## PROMPT:
Only lines containing "derive" belong in the answer, each copied from the entries below.

## DATA SUPPLIED:

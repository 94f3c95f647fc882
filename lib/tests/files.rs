use mct_clone::{
    keyfile::{read_key_file, read_key_files, write_key_file},
    keymap::{load_key_map, save_key_map},
    profile::{Config, Profile},
    read_dump, Error, Key, KeyMap, SectorKeys, SimProvider,
};

mod helpers;
use helpers::*;

#[tokio::test(flavor = "multi_thread")]
async fn dump_keys_to_key_file() -> anyhow::Result<()> {
    init_logging();

    let dump_path = temp_path("dump.mct");
    tokio::fs::write(&dump_path, dump_lines().join("\n")).await?;

    let d = read_dump(&dump_path).await?;
    assert_eq!(d.len(), 16);

    let keys_path = temp_path("dump.keys");
    write_key_file(&keys_path, d.extracted_keys()).await?;

    let keys = read_key_file(&keys_path).await?;
    assert_eq!(keys, vec![KEY_A, KEY_B, Key::DEFAULT]);

    // Merged files are de-duplicated in file order
    let extra_path = temp_path("extra.keys");
    tokio::fs::write(&extra_path, "# extra\nFFFFFFFFFFFF\n000000000000\n").await?;

    let merged = read_key_files(&[extra_path.clone(), keys_path.clone()]).await?;
    assert_eq!(merged, vec![Key::DEFAULT, Key([0; 6]), KEY_A, KEY_B]);

    for p in [dump_path, keys_path, extra_path] {
        let _ = tokio::fs::remove_file(p).await;
    }

    Ok(())
}

#[tokio::test(flavor = "multi_thread")]
async fn invalid_key_file() -> anyhow::Result<()> {
    let p = temp_path("invalid.keys");
    tokio::fs::write(&p, "FFFFFFFFFFFF\nnot-a-key\n").await?;

    match read_key_file(&p).await {
        Err(Error::KeyFile { path, source }) => {
            assert_eq!(path, p);
            assert!(matches!(*source, Error::InvalidKey { line: 2, .. }));
        }
        r => panic!("unexpected result: {r:?}"),
    }

    let _ = tokio::fs::remove_file(p).await;

    Ok(())
}

#[tokio::test(flavor = "multi_thread")]
async fn key_map_file() -> anyhow::Result<()> {
    let m: KeyMap = [
        (0, SectorKeys::new(Some(Key::DEFAULT), Some(Key::DEFAULT))),
        (1, SectorKeys::new(Some(KEY_A), Some(KEY_B))),
        (10, SectorKeys::new(None, Some(KEY_B))),
    ]
    .into_iter()
    .collect();

    let p = temp_path("keys.toml");
    save_key_map(&p, &m).await?;

    let s = tokio::fs::read_to_string(&p).await?;
    assert!(s.contains("[sectors.1]"));
    assert!(s.contains("A0A1A2A3A4A5"));

    assert_eq!(load_key_map(&p).await?, m);

    let _ = tokio::fs::remove_file(p).await;

    Ok(())
}

#[tokio::test(flavor = "multi_thread")]
async fn profile_config() -> anyhow::Result<()> {
    let dir = temp_path("config");
    let p = dir.join("profiles.toml");

    // Missing config is empty
    let mut c = Config::load(&p).await?;
    assert_eq!(c.slots().filter(|(_, p)| p.is_some()).count(), 0);

    c.set(Profile {
        slot: 2,
        name: Some("Office".to_string()),
        dump: "office.mct".into(),
        key_files: vec!["std.keys".into(), "office.keys".into()],
    })?;
    c.save(&p).await?;

    let c = Config::load(&p).await?;
    assert_eq!(c.label(1), "Fast Clone 1");
    assert_eq!(c.label(2), "Office");
    assert_eq!(c.profile(2)?.key_files.len(), 2);

    let _ = tokio::fs::remove_dir_all(dir).await;

    Ok(())
}

#[tokio::test(flavor = "multi_thread")]
async fn sim_provider_image() -> anyhow::Result<()> {
    let p = temp_path("image.mct");
    tokio::fs::write(&p, dump_lines().join("\n")).await?;

    let provider = SimProvider::load(&p).await?;
    let t = mct_clone::Connect::connect(&provider).await?;

    assert_eq!(t.sector_keys(1), Some((KEY_A, KEY_B)));
    assert_eq!(t.to_dump_lines(), dump_lines());

    let _ = tokio::fs::remove_file(p).await;

    Ok(())
}
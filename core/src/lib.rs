// Copyright (c) 2022-2023 The MobileCoin Foundation

//! MIFARE Classic clone engine
//!
//! This decides, for a previously captured [Dump][dump::Dump] and a live tag
//! [session][session::TagSession], which blocks can be rewritten, with which
//! key, and in what order, then executes the writes.
//!
//! ## Operations
//!
//! ### Loading a dump
//!
//! [`Dump::parse`][dump::Dump::parse] reads the textual dump format
//! (`+Sector: N` headers followed by 32 hex character block lines, with `-`
//! marking unknown bytes) and harvests the keys embedded in each sector
//! trailer, see [`Dump::extracted_keys`][dump::Dump::extracted_keys].
//!
//! ### Planning writes
//!
//! The tag classifies each requested position into a
//! [`WriteAccess`][engine::WriteAccess]. [`resolve`][engine::resolve] combines
//! this with a [`KeyMap`][keys::KeyMap] to build a [`WritePlan`][engine::WritePlan],
//! silently dropping positions that cannot be written with the keys at hand.
//!
//! ### Executing writes
//!
//! [`execute`][writer::execute] walks the plan in ascending sector / block
//! order, retrying each block once, and aborts the batch on the first block
//! that fails twice. Blocks already written are not rolled back.
//!
//! [`clone_dump`][clone::clone_dump] runs the whole sequence (size check,
//! classification, planning, writing) against a single session.
//!

#![cfg_attr(not(feature = "std"), no_std)]

extern crate alloc;

pub mod clone;

pub mod dump;

pub mod engine;

mod error;
pub use error::{Error, MalformedKind};

pub mod keys;

pub mod session;

pub mod writer;

pub use dump::{Block, Dump, Position};
pub use keys::{Key, KeyMap, KeyType, SectorKeys};
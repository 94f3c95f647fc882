// Copyright (c) 2022-2023 The MobileCoin Foundation

use std::path::Path;

use async_trait::async_trait;
use log::debug;

use mct_core::session::TagSession;
use mct_sim::{Layout, SimTag};

use crate::{read_dump, Error};

/// Connect trait for tag providers, resolves once a tag is
/// presented and returns a session for it
#[async_trait]
pub trait Connect {
    type Session: TagSession + Send + 'static;

    /// Connect to the presented tag
    async fn connect(&self) -> Result<Self::Session, Error>;
}

/// Provider presenting a simulated tag
#[derive(Clone, Debug, Default)]
pub struct SimProvider {
    tag: Option<SimTag>,
}

impl SimProvider {
    /// Create a provider presenting the supplied tag
    pub fn new(tag: SimTag) -> Self {
        Self { tag: Some(tag) }
    }

    /// Create a provider presenting a blank tag
    pub fn blank(layout: Layout) -> Self {
        Self::new(SimTag::new(layout))
    }

    /// Create a provider presenting a tag loaded from a dump image
    pub async fn load(path: impl AsRef<Path>) -> Result<Self, Error> {
        let d = read_dump(path).await?;
        let tag = SimTag::from_dump(&d)?;

        debug!("Loaded {} tag image", tag.layout());

        Ok(Self::new(tag))
    }

    /// Set whether the manufacturer block is writable
    pub fn with_magic(mut self, magic: bool) -> Self {
        self.tag = self.tag.map(|t| t.with_magic(magic));
        self
    }
}

#[async_trait]
impl Connect for SimProvider {
    type Session = SimTag;

    async fn connect(&self) -> Result<SimTag, Error> {
        match &self.tag {
            Some(t) => {
                debug!("Tag detected ({}, {} sectors)", t.layout(), t.sector_count());
                Ok(t.clone())
            }
            None => Err(Error::NoTag),
        }
    }
}
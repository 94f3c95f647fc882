// Copyright (c) 2022-2023 The MobileCoin Foundation

use alloc::collections::BTreeMap;

use crate::{
    dump::Position,
    keys::{Key, KeyType},
};

/// Key and key role resolved for a single block write
#[derive(Copy, Clone, PartialEq, Eq, Debug)]
pub struct PlannedWrite {
    pub key: Key,
    pub key_type: KeyType,
}

/// Resolved set of writable positions.
///
/// Built by [resolve][super::resolve] immediately before writing,
/// consumed once by the [writer][crate::writer].
#[derive(Clone, PartialEq, Eq, Debug, Default)]
pub struct WritePlan {
    sectors: BTreeMap<u8, BTreeMap<u8, PlannedWrite>>,
    requested: usize,
}

impl WritePlan {
    pub(crate) fn with_requested(requested: usize) -> Self {
        Self {
            sectors: BTreeMap::new(),
            requested,
        }
    }

    pub(crate) fn insert(&mut self, pos: Position, w: PlannedWrite) {
        self.sectors
            .entry(pos.sector)
            .or_default()
            .insert(pos.block, w);
    }

    /// Fetch the planned write for a position
    pub fn get(&self, pos: Position) -> Option<&PlannedWrite> {
        self.sectors.get(&pos.sector).and_then(|b| b.get(&pos.block))
    }

    /// Planned writes in execution order (ascending sector, then block)
    pub fn iter(&self) -> impl Iterator<Item = (Position, &PlannedWrite)> + '_ {
        self.sectors.iter().flat_map(|(s, blocks)| {
            blocks
                .iter()
                .map(move |(b, w)| (Position::new(*s, *b), w))
        })
    }

    /// Sectors with at least one planned write, ascending
    pub fn sectors(&self) -> impl Iterator<Item = u8> + '_ {
        self.sectors.keys().copied()
    }

    /// Number of planned writes
    pub fn len(&self) -> usize {
        self.sectors.values().map(|b| b.len()).sum()
    }

    pub fn is_empty(&self) -> bool {
        self.sectors.is_empty()
    }

    /// Number of distinct positions requested when building the plan
    pub fn requested(&self) -> usize {
        self.requested
    }

    /// Number of requested positions excluded from the plan
    pub fn skipped(&self) -> usize {
        self.requested - self.len()
    }
}
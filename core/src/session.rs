// Copyright (c) 2022-2023 The MobileCoin Foundation

//! Tag session collaborator interface
//!
//! Implemented by whatever owns the live tag (NFC reader, simulator),
//! the engine only issues blocking calls through [TagSession].

use num_enum::{IntoPrimitive, TryFromPrimitive};
use strum::{Display, EnumIter};

use crate::{
    dump::{Block, Position},
    engine::Classification,
    keys::{Key, KeyMap, KeyType},
    Error,
};

/// Live tag session.
///
/// Sessions are not thread-safe, a single owner drives all operations.
pub trait TagSession {
    /// Number of sectors on the tag
    fn sector_count(&self) -> usize;

    /// Classify how each requested position may be written, given the
    /// tag's current access conditions and the available keys.
    ///
    /// Fails with [`Error::TagLost`] if the tag is no longer reachable.
    fn classify(&mut self, positions: &[Position], keys: &KeyMap)
        -> Result<Classification, Error>;

    /// Authenticate with `key` in the role `key_type` and write one block
    fn write_block(
        &mut self,
        pos: Position,
        data: &Block,
        key: &Key,
        key_type: KeyType,
    ) -> Result<(), WriteFault>;

    /// Close the session, subsequent operations fail as if the tag was lost
    fn close(&mut self);
}

impl<T: TagSession + ?Sized> TagSession for &mut T {
    fn sector_count(&self) -> usize {
        T::sector_count(self)
    }

    fn classify(
        &mut self,
        positions: &[Position],
        keys: &KeyMap,
    ) -> Result<Classification, Error> {
        T::classify(self, positions, keys)
    }

    fn write_block(
        &mut self,
        pos: Position,
        data: &Block,
        key: &Key,
        key_type: KeyType,
    ) -> Result<(), WriteFault> {
        T::write_block(self, pos, data, key, key_type)
    }

    fn close(&mut self) {
        T::close(self)
    }
}

/// Non-zero block write results
#[derive(
    Copy, Clone, PartialEq, Eq, Debug, Display, EnumIter, TryFromPrimitive, IntoPrimitive,
)]
#[repr(i8)]
pub enum WriteFault {
    /// Communication with the tag lost
    TagLost = -1,
    /// Sector or block does not exist on the tag
    OutOfRange = 1,
    /// Authentication with the provided key failed
    AuthFailed = 2,
    /// Tag refused the write (access conditions, read-only block)
    Rejected = 3,
}

impl WriteFault {
    /// Map a raw collaborator status code, `0` indicating success.
    ///
    /// Unrecognised codes are reported as [`WriteFault::Rejected`].
    pub fn check(code: i8) -> Result<(), WriteFault> {
        match code {
            0 => Ok(()),
            c => Err(WriteFault::try_from(c).unwrap_or(WriteFault::Rejected)),
        }
    }
}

## REPLY:
#[derive(Clone, Debug, Default)]
#[derive(Copy, Clone, PartialEq, Eq, Debug)]
#[derive(Clone, PartialEq, Eq, Debug, Default)]
#[derive(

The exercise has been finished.